Maybe just need to reuse more hardware. Standardize and commodify replacement parts for mobile devices like framework/fairphone. Reduce the amount of IoT crap in toasters/etc. Use multiseat instead of thin clients. Upcycle old computers.
Electron says, "Hold my beer!"
I would love to see lower software requirements, more long lived systems, etc.
Meanwhile, Microsoft is obsoleting... basically the last decade+ of hardware for Windows 11. It's an uphill fight.
Edit: of course, I'm running swaywm on linux, so my environment is generally pretty light as it is compared to Windows.
My massive, powerful, "Do absolutely everything!" computer in college was a dual Pentium III 866, with 768MB RAM. And a hex core, 2GHz ARM box with 4GB RAM can't do half as much, because of just how heavily bloated software is. I still write code, browse the web, chat with people... and I need radically more resources because that's what software development has decided is easy. Meanwhile, stuff like Hexchat for IRC just... uses no resources and works as wonderfully as ever.
OTOH my battery is dying, and may not be worth replacing.
Maybe developers should take some responsibility and stop fucking writing code that's slow as shit and unusable on anything past their company-paid for macbook pros.
In an ideal society programmers would be sat down and given a seven year old mid-range laptop and threatened that if their program lags in the slightest they would be fired and blacklisted from the industry.

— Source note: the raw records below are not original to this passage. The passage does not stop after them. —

//! Simulation and degradation policy, layered over every adapter.
//!
//! The adapters themselves are strict; this decorator is the single
//! place that decides when to answer from simulation instead of the
//! provider and when to degrade a failure into a harmless default.
//! The ground rules:
//!
//! - Without credentials the wrapped adapter is never called; payments,
//!   registrations and status queries are all answered synthetically.
//! - Status polls degrade to pending on provider failure. Pending is
//!   the only safe downgrade: it never activates or cancels anything.
//! - Webhooks stay strict in every mode. Acknowledging a payload that
//!   could not be decoded would silently drop a real status change.

use common_enums::CanonicalPaymentStatus;
use common_utils::errors::CustomResult;
use edupay_env::logger;
use edupay_interfaces::{
    api::PaymentGateway,
    consts::{PLACEHOLDER_ID_INFIX, SIMULATED_ID_INFIX},
    errors::GatewayError,
    types::{
        CustomerDetails, CustomerExistence, CustomerLookup, EnrollmentDetails,
        ExternalCustomerRef, ExternalPaymentRef, WebhookOutcome,
    },
};
use time::OffsetDateTime;

/// Decorator adding the simulation and degradation policy to an
/// adapter.
///
/// `simulate_on_creation_failure` additionally turns a live payment
/// creation failure into a simulated payment instead of an error, for
/// providers whose sandbox is unreliable enough that enrollment flows
/// must not depend on it.
#[derive(Debug)]
pub struct SimulationFallback<G> {
    inner: G,
    simulate_on_creation_failure: bool,
}

impl<G: PaymentGateway> SimulationFallback<G> {
    pub fn new(inner: G, simulate_on_creation_failure: bool) -> Self {
        Self {
            inner,
            simulate_on_creation_failure,
        }
    }

    fn simulated_payment(&self) -> ExternalPaymentRef {
        let external_id = simulated_external_id(self.inner.id());
        ExternalPaymentRef {
            payment_url: format!("https://pay.simulated.invalid/checkout/{external_id}"),
            external_id,
        }
    }

    fn simulated_customer(&self, user_id: &str) -> ExternalCustomerRef {
        ExternalCustomerRef {
            customer_id: format!("{}_{SIMULATED_ID_INFIX}_{user_id}", self.inner.id()),
            already_exists: false,
        }
    }

    fn placeholder_customer(&self, user_id: &str) -> ExternalCustomerRef {
        ExternalCustomerRef {
            customer_id: format!("{}_{PLACEHOLDER_ID_INFIX}_{user_id}", self.inner.id()),
            already_exists: false,
        }
    }
}

/// Synthetic external id: `<gateway>_sim_<nanos>`. The infix keeps
/// simulated payments recognizable in stored data, the timestamp keeps
/// them unique.
fn simulated_external_id(gateway_id: &str) -> String {
    format!(
        "{gateway_id}_{SIMULATED_ID_INFIX}_{}",
        OffsetDateTime::now_utc().unix_timestamp_nanos()
    )
}

/// Whether an external id was issued by the simulation layer.
fn is_simulated_id(external_id: &str) -> bool {
    external_id.contains(&format!("_{SIMULATED_ID_INFIX}_"))
}

/// Deterministic status of a simulated payment, keyed on the last
/// decimal digit of the external id so demo flows can steer the
/// outcome: 1 active, 2 pending, 3 suspended, 4 cancelled, anything
/// else pending.
fn simulated_status(external_id: &str) -> CanonicalPaymentStatus {
    match external_id.chars().rev().find(char::is_ascii_digit) {
        Some('1') => CanonicalPaymentStatus::Active,
        Some('2') => CanonicalPaymentStatus::PendingPayment,
        Some('3') => CanonicalPaymentStatus::Suspended,
        Some('4') => CanonicalPaymentStatus::Cancelled,
        _ => CanonicalPaymentStatus::PendingPayment,
    }
}

#[async_trait::async_trait]
impl<G: PaymentGateway> PaymentGateway for SimulationFallback<G> {
    fn id(&self) -> &'static str {
        self.inner.id()
    }

    fn has_credentials(&self) -> bool {
        self.inner.has_credentials()
    }

    async fn create_payment(
        &self,
        enrollment: &EnrollmentDetails,
    ) -> CustomResult<ExternalPaymentRef, GatewayError> {
        let amount = enrollment.amount.get_amount_as_f64();
        if amount <= 0.0 || amount.is_nan() {
            return Err(GatewayError::InvalidAmount.into());
        }

        if !self.inner.has_credentials() {
            let payment = self.simulated_payment();
            logger::info!(
                gateway = self.inner.id(),
                external_id = %payment.external_id,
                enrollment = %enrollment.code,
                "no credentials configured, issuing simulated payment"
            );
            return Ok(payment);
        }

        match self.inner.create_payment(enrollment).await {
            Ok(payment) => Ok(payment),
            Err(error) if self.simulate_on_creation_failure => {
                let payment = self.simulated_payment();
                logger::warn!(
                    gateway = self.inner.id(),
                    ?error,
                    external_id = %payment.external_id,
                    enrollment = %enrollment.code,
                    "payment creation failed, falling back to simulation"
                );
                Ok(payment)
            }
            Err(error) => Err(error),
        }
    }

    async fn get_payment_status(
        &self,
        external_id: &str,
    ) -> CustomResult<CanonicalPaymentStatus, GatewayError> {
        if !self.inner.has_credentials() || is_simulated_id(external_id) {
            return Ok(simulated_status(external_id));
        }

        match self.inner.get_payment_status(external_id).await {
            Ok(status) => Ok(status),
            Err(error) => {
                logger::warn!(
                    gateway = self.inner.id(),
                    ?error,
                    external_id,
                    "status query failed, degrading to pending"
                );
                Ok(CanonicalPaymentStatus::PendingPayment)
            }
        }
    }

    fn process_webhook(&self, body: &[u8]) -> CustomResult<WebhookOutcome, GatewayError> {
        self.inner.process_webhook(body)
    }

    async fn register_student(
        &self,
        customer: &CustomerDetails,
    ) -> CustomResult<ExternalCustomerRef, GatewayError> {
        if !self.inner.has_credentials() {
            return Ok(self.simulated_customer(&customer.id));
        }

        match self.inner.register_student(customer).await {
            Ok(reference) => Ok(reference),
            Err(error) => {
                let placeholder = self.placeholder_customer(&customer.id);
                logger::warn!(
                    gateway = self.inner.id(),
                    ?error,
                    customer_id = %placeholder.customer_id,
                    "registration failed, issuing placeholder customer id"
                );
                Ok(placeholder)
            }
        }
    }

    async fn check_student_exists(
        &self,
        lookup: &CustomerLookup,
    ) -> CustomResult<CustomerExistence, GatewayError> {
        if !self.inner.has_credentials() {
            return Ok(CustomerExistence::default());
        }

        match self.inner.check_student_exists(lookup).await {
            Ok(existence) => Ok(existence),
            Err(error) => {
                logger::warn!(
                    gateway = self.inner.id(),
                    ?error,
                    "existence check failed, reporting not found"
                );
                Ok(CustomerExistence::default())
            }
        }
    }
}

#[cfg(test)]
#[allow(clippy::unwrap_used)]
mod tests {
    use common_utils::types::FloatMajorUnit;
    use edupay_interfaces::types::{CourseDetails, StudentDetails};

    use super::*;

    /// Inner adapter whose live calls always fail, for exercising the
    /// degradation paths.
    #[derive(Debug)]
    struct FailingInner {
        credentials: bool,
    }

    #[async_trait::async_trait]
    impl PaymentGateway for FailingInner {
        fn id(&self) -> &'static str {
            "failing"
        }

        fn has_credentials(&self) -> bool {
            self.credentials
        }

        async fn create_payment(
            &self,
            _enrollment: &EnrollmentDetails,
        ) -> CustomResult<ExternalPaymentRef, GatewayError> {
            Err(GatewayError::PaymentCreationFailed.into())
        }

        async fn get_payment_status(
            &self,
            _external_id: &str,
        ) -> CustomResult<CanonicalPaymentStatus, GatewayError> {
            Err(GatewayError::RequestDispatchFailed.into())
        }

        fn process_webhook(&self, _body: &[u8]) -> CustomResult<WebhookOutcome, GatewayError> {
            Err(GatewayError::WebhookBodyDecodingFailed.into())
        }

        async fn register_student(
            &self,
            _customer: &CustomerDetails,
        ) -> CustomResult<ExternalCustomerRef, GatewayError> {
            Err(GatewayError::CustomerRegistrationFailed.into())
        }

        async fn check_student_exists(
            &self,
            _lookup: &CustomerLookup,
        ) -> CustomResult<CustomerExistence, GatewayError> {
            Err(GatewayError::RequestDispatchFailed.into())
        }
    }

    fn enrollment(amount: f64) -> EnrollmentDetails {
        EnrollmentDetails {
            code: "ENR-77".to_string(),
            amount: FloatMajorUnit::new(amount),
            course_id: "crs_1".to_string(),
            student_id: "stu_42".to_string(),
            payment_method: None,
            student: StudentDetails {
                full_name: "João Lima".to_string(),
                email: "joao@uni.edu".to_string(),
                cpf: None,
            },
            course: CourseDetails {
                name: "Engenharia".to_string(),
                price: FloatMajorUnit::new(amount),
            },
        }
    }

    fn customer() -> CustomerDetails {
        CustomerDetails {
            id: "stu_42".to_string(),
            full_name: "João Lima".to_string(),
            email: "joao@uni.edu".to_string(),
            cpf: None,
        }
    }

    #[tokio::test]
    async fn nonpositive_amounts_are_rejected_before_any_call() {
        let gateway = SimulationFallback::new(FailingInner { credentials: false }, true);
        assert!(gateway.create_payment(&enrollment(0.0)).await.is_err());
        assert!(gateway.create_payment(&enrollment(-10.0)).await.is_err());
        assert!(gateway.create_payment(&enrollment(f64::NAN)).await.is_err());
    }

    #[tokio::test]
    async fn missing_credentials_yield_simulated_payments() {
        let gateway = SimulationFallback::new(FailingInner { credentials: false }, false);
        let payment = gateway.create_payment(&enrollment(100.0)).await.unwrap();
        assert!(payment.external_id.starts_with("failing_sim_"));
        assert!(payment.payment_url.contains(&payment.external_id));
    }

    #[tokio::test]
    async fn creation_failure_falls_back_only_when_enabled() {
        let lenient = SimulationFallback::new(FailingInner { credentials: true }, true);
        let payment = lenient.create_payment(&enrollment(100.0)).await.unwrap();
        assert!(payment.external_id.starts_with("failing_sim_"));

        let strict = SimulationFallback::new(FailingInner { credentials: true }, false);
        assert!(strict.create_payment(&enrollment(100.0)).await.is_err());
    }

    #[tokio::test]
    async fn status_failures_degrade_to_pending() {
        let gateway = SimulationFallback::new(FailingInner { credentials: true }, false);
        let status = gateway.get_payment_status("pay_real_9").await.unwrap();
        assert_eq!(status, CanonicalPaymentStatus::PendingPayment);
    }

    #[tokio::test]
    async fn simulated_ids_answer_deterministically_by_last_digit() {
        let gateway = SimulationFallback::new(FailingInner { credentials: false }, false);
        let cases = [
            ("failing_sim_1", CanonicalPaymentStatus::Active),
            ("failing_sim_2", CanonicalPaymentStatus::PendingPayment),
            ("failing_sim_3", CanonicalPaymentStatus::Suspended),
            ("failing_sim_4", CanonicalPaymentStatus::Cancelled),
            ("failing_sim_7", CanonicalPaymentStatus::PendingPayment),
            ("failing_sim_x", CanonicalPaymentStatus::PendingPayment),
        ];
        for (id, expected) in cases {
            assert_eq!(gateway.get_payment_status(id).await.unwrap(), expected, "{id}");
        }
    }

    #[tokio::test]
    async fn simulated_ids_bypass_the_live_adapter_even_with_credentials() {
        let gateway = SimulationFallback::new(FailingInner { credentials: true }, false);
        let status = gateway.get_payment_status("failing_sim_3").await.unwrap();
        assert_eq!(status, CanonicalPaymentStatus::Suspended);
    }

    #[tokio::test]
    async fn registration_failure_yields_a_placeholder_id() {
        let gateway = SimulationFallback::new(FailingInner { credentials: true }, false);
        let reference = gateway.register_student(&customer()).await.unwrap();
        assert_eq!(reference.customer_id, "failing_tmp_stu_42");
        assert!(!reference.already_exists);
    }

    #[tokio::test]
    async fn registration_without_credentials_yields_a_simulated_id() {
        let gateway = SimulationFallback::new(FailingInner { credentials: false }, false);
        let reference = gateway.register_student(&customer()).await.unwrap();
        assert_eq!(reference.customer_id, "failing_sim_stu_42");
    }

    #[tokio::test]
    async fn existence_check_failures_report_not_found() {
        let gateway = SimulationFallback::new(FailingInner { credentials: true }, false);
        let existence = gateway
            .check_student_exists(&CustomerLookup {
                email: "joao@uni.edu".to_string(),
                cpf: None,
            })
            .await
            .unwrap();
        assert!(!existence.exists);
        assert!(existence.customer_id.is_none());
    }

    #[tokio::test]
    async fn webhooks_stay_strict() {
        let gateway = SimulationFallback::new(FailingInner { credentials: false }, true);
        assert!(gateway.process_webhook(b"{}").is_err());
    }
}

It is absolutely adequate to do a lot of things one wants to do. But it will show when you've done something stupid with CPU.
I'm still bitter that Google ruined the Blogger editor interface. Fancy, shiny new interface... that lagged horribly if you had a low power CPU and a bunch of photos in a post. The old interface handled it perfectly, because I wrote an awful lot of blog posts on an old Atom netbook with a nice keyboard.
But, yes, any new hardware performance is more than chewed up by new software abstractions.
That’s what React does: Instead of showing a table of 200 rows, the performance of React is so poor that it’s a design trend to make you paginate through 10-line pages. So, soon 6, “for better performance”.
The reason it is not happening is because market forces don’t favour those solutions. But since you seem to care enough to threaten, fire, and backlist them surely you care enough to pay for the craftmanship required to get what you desire.